5) One of the slickest technologies for situations like yours is called Incremental Forever, with Synthetic Full backups.  This is supported by HP Data Protector and IBM TSM (perhaps others).   What's different is that you create some disk space somewhere and perform a full backup once.   After that, every day you will be doing only incremental backups.   Periodically -- say once a week -- you will tell the backup application to create a "synthetic full backup", in which it looks through its catalogs and creates a physical tape that has exactly the same files as if you'd performed a backup to tape at that point in time.  This works really well, since data may change 1%/day or about 5%/week... so instead of having to back up 9TB every week, you'd only have to back up about 500GB/weekly or 100GB/daily.  See 
ryan80Author Commented:
Thanks for the response.

1) How do I see the speed that the tape drives were running at? I have a 100 jobs that run through the backup window. How can I tell what the total speed of the tape drive was?

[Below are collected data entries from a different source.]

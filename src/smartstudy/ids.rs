use uuid::Uuid;

/// Source of document ids.
///
/// The store checks each generated id against the target collection and asks
/// again on a collision, so implementations only need to be very likely unique.
pub trait IdGenerator {
    fn generate(&self) -> String;
}

/// Random 128-bit ids rendered as hyphenated UUID v4 text.
#[derive(Debug, Default, Clone, Copy)]
pub struct UuidGenerator;

impl IdGenerator for UuidGenerator {
    fn generate(&self) -> String {
        Uuid::new_v4().to_string()
    }
}

#[cfg(test)]
mod tests {
    use super::*;

    #[test]
    fn test_uuid_ids_are_distinct() {
        let ids = UuidGenerator;
        let a = ids.generate();
        let b = ids.generate();
        assert_ne!(a, b);
        assert_eq!(a.len(), 36);
        assert!(Uuid::parse_str(&a).is_ok());
    }
}
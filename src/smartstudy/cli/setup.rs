use clap::{Parser, Subcommand};
use std::path::PathBuf;

/// Returns the version string, including git hash and commit date for non-release builds.
/// Format: "0.3.2" for releases, "0.3.2@abc1234 2024-01-15 14:30" for dev builds
fn get_version() -> &'static str {
    const VERSION: &str = env!("CARGO_PKG_VERSION");
    const GIT_HASH: &str = env!("GIT_HASH");
    const GIT_COMMIT_DATE: &str = env!("GIT_COMMIT_DATE");
    const IS_RELEASE: &str = env!("IS_RELEASE");

    use std::sync::OnceLock;
    static VERSION_STRING: OnceLock<String> = OnceLock::new();

    VERSION_STRING.get_or_init(|| {
        if IS_RELEASE == "true" || GIT_HASH.is_empty() {
            VERSION.to_string()
        } else {
            format!("{}@{} {}", VERSION, GIT_HASH, GIT_COMMIT_DATE)
        }
    })
}

#[derive(Parser, Debug)]
#[command(name = "smartstudy", bin_name = "smartstudy", version = get_version())]
#[command(about = "Local document store and account tools for SmartStudy", long_about = None)]
pub struct Cli {
    #[command(subcommand)]
    pub command: Commands,

    /// Directory holding the collections and config.json
    #[arg(long, global = true, env = "SMARTSTUDY_HOME", help_heading = "Options")]
    pub data_dir: Option<PathBuf>,

    /// Verbose output
    #[arg(short, long, global = true, help_heading = "Options")]
    pub verbose: bool,
}

#[derive(Subcommand, Debug)]
pub enum Commands {
    /// Show collection and document counts
    Status,

    /// Write every collection to a JSON file
    Export {
        /// Output file (default: <db_name>_<YYYY-MM-DD>.json in the current directory)
        #[arg(short, long)]
        output: Option<PathBuf>,
    },

    /// Replace collections with the contents of an export file
    Import { path: PathBuf },

    /// Remove all documents and restore default settings
    Clear {
        /// Confirm the operation
        #[arg(long)]
        yes: bool,
    },

    /// Clear the database, then add the demo courses and settings
    ResetDemo {
        /// Confirm the operation
        #[arg(long)]
        yes: bool,
    },

    /// Add the demo courses and settings if there are no courses yet
    Seed,

    /// List documents of a collection
    #[command(alias = "ls")]
    List {
        collection: String,

        /// Only documents where FIELD equals VALUE (repeatable)
        #[arg(short = 'w', long = "where", value_name = "FIELD=VALUE")]
        filters: Vec<String>,
    },

    /// Show one document
    Get { collection: String, id: String },

    /// Add a document given as a JSON object
    Add { collection: String, json: String },

    /// Merge a JSON object into a document
    Update {
        collection: String,
        id: String,
        json: String,
    },

    /// Delete a document
    #[command(alias = "rm")]
    Delete { collection: String, id: String },

    /// Create an account and sign in
    Register {
        email: String,

        #[arg(long)]
        password: String,

        /// Extra profile fields as a JSON object
        #[arg(long)]
        profile: Option<String>,
    },

    /// Sign in
    Login {
        email: String,

        #[arg(long)]
        password: String,
    },

    /// Sign out
    Logout,

    /// Show the signed-in user
    Whoami,

    /// Change a user's password
    Passwd {
        /// User id
        id: String,

        #[arg(long)]
        current: String,

        #[arg(long)]
        new: String,
    },
}

#[cfg(test)]
mod tests {
    use super::*;

    #[test]
    fn test_parse_list_with_filters() {
        let cli = Cli::try_parse_from([
            "smartstudy",
            "list",
            "courses",
            "--where",
            "level=Beginner",
            "-w",
            "rating=4.8",
        ])
        .unwrap();
        match cli.command {
            Commands::List {
                collection,
                filters,
            } => {
                assert_eq!(collection, "courses");
                assert_eq!(filters, vec!["level=Beginner", "rating=4.8"]);
            }
            other => panic!("unexpected command: {:?}", other),
        }
    }

    #[test]
    fn test_global_data_dir_after_subcommand() {
        let cli =
            Cli::try_parse_from(["smartstudy", "status", "--data-dir", "/tmp/study", "-v"])
                .unwrap();
        assert_eq!(cli.data_dir, Some(PathBuf::from("/tmp/study")));
        assert!(cli.verbose);
    }

    #[test]
    fn test_register_requires_password() {
        assert!(Cli::try_parse_from(["smartstudy", "register", "a@b.c"]).is_err());
    }

    #[test]
    fn test_version_has_package_version() {
        assert!(get_version().starts_with(env!("CARGO_PKG_VERSION")));
    }
}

2) I will have to call up and find out more information. I am used to using backup software that uses block level delta for backups. So even though I was backing up servers that were around 1TB, there would only be a few GB of change in data.

I am not sure if Netbackup does this automatically, and after searching through the documentaion I cannot find anything that supports this. I have never heard of it refered to as client side deduplication, so maybe that is what I need to look for.

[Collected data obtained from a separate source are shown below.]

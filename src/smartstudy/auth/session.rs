//! Persistence of the signed-in user under the session key.
//!
//! The record is a single JSON object, stored next to the collections but
//! outside them, and never carries a password.

use super::PASSWORD_FIELD;
use crate::error::Result;
use crate::model::Document;
use crate::store::backend::StorageBackend;
use crate::store::document_store::DocumentStore;

/// The user document as it may be kept in a session: password removed.
pub fn session_record(user: &Document) -> Document {
    user.without_field(PASSWORD_FIELD)
}

pub fn load<B: StorageBackend>(db: &DocumentStore<B>) -> Result<Option<Document>> {
    db.ensure_available()?;
    match db.backend().get_item(&db.keys().session_key)? {
        Some(raw) => {
            let record: Document = serde_json::from_str(&raw)?;
            Ok(Some(session_record(&record)))
        }
        None => Ok(None),
    }
}

pub fn save<B: StorageBackend>(db: &DocumentStore<B>, record: &Document) -> Result<()> {
    db.ensure_available()?;
    let raw = serde_json::to_string(&session_record(record))?;
    db.backend().set_item(&db.keys().session_key, &raw)
}

pub fn clear<B: StorageBackend>(db: &DocumentStore<B>) -> Result<()> {
    db.ensure_available()?;
    db.backend().remove_item(&db.keys().session_key)
}

#[cfg(test)]
mod tests {
    use super::*;
    use crate::model::Fields;
    use crate::store::memory::InMemoryStore;
    use serde_json::json;

    fn user() -> Document {
        let mut fields = Fields::new();
        fields.insert("email".to_string(), json!("a@x.io"));
        fields.insert("password".to_string(), json!("$argon2id$..."));
        Document::new("u1", fields)
    }

    #[test]
    fn test_save_strips_password() {
        let db = InMemoryStore::in_memory();
        save(&db, &user()).unwrap();

        let raw = db
            .backend
            .get_item("smartstudy_current_user")
            .unwrap()
            .unwrap();
        assert!(!raw.contains("password"));
        assert_eq!(load(&db).unwrap().unwrap().id, "u1");
    }

    #[test]
    fn test_load_strips_password_from_tampered_record() {
        let db = InMemoryStore::in_memory();
        db.backend
            .put_raw("smartstudy_current_user", r#"{"id":"u1","password":"x"}"#);
        let record = load(&db).unwrap().unwrap();
        assert!(record.fields.get("password").is_none());
    }

    #[test]
    fn test_clear_is_idempotent() {
        let db = InMemoryStore::in_memory();
        clear(&db).unwrap();
        save(&db, &user()).unwrap();
        clear(&db).unwrap();
        clear(&db).unwrap();
        assert!(load(&db).unwrap().is_none());
    }
}
use thiserror::Error;

#[derive(Error, Debug)]
pub enum StudyError {
    #[error("Storage is not available in this environment")]
    StorageUnavailable,

    #[error("Storage quota exceeded while writing '{0}'")]
    QuotaExceeded(String),

    #[error("IO error: {0}")]
    Io(#[from] std::io::Error),

    #[error("Serialization error: {0}")]
    Serialization(#[from] serde_json::Error),

    #[error("Document not found: {collection}/{id}")]
    NotFound { collection: String, id: String },

    #[error("User with this email already exists: {0}")]
    DuplicateEmail(String),

    #[error("User not found")]
    UserNotFound,

    #[error("Invalid password")]
    InvalidPassword,

    #[error("Password hashing failed: {0}")]
    PasswordHash(String),

    #[error("Config error: {0}")]
    Config(String),

    #[error("Store error: {0}")]
    Store(String),

    #[error("Api Error: {0}")]
    Api(String),
}

impl StudyError {
    pub fn not_found(collection: &str, id: &str) -> Self {
        StudyError::NotFound {
            collection: collection.to_string(),
            id: id.to_string(),
        }
    }
}

pub type Result<T> = std::result::Result<T, StudyError>;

3) I will have to check on the speed. I know that a 3rd drive was added only a few months ago to keep the bakcups within the backup window. There are 100+ servers, so the throughput can certainly be supplied to the tape.
Thomas RushCommented:
Check the logs for each backup job.   Although I haven't run Netbackup in a while, most every backup application will give you a summary -- x GB backed up in y:zz and either display the average speed, or you can figure it out given that information.

ryan80Author Commented:
the issue that i have, is there are multiple streams going to each tape drive. So while I can look at one of the backup jobs, there are multiple running at the same time.

It would be possible to go through each one, look up what drive it is going to, record the speed and then add it up with the reset of the servers, but to do that for all of the drives and go through several days would become very time consuming. I am hoping there is a better way.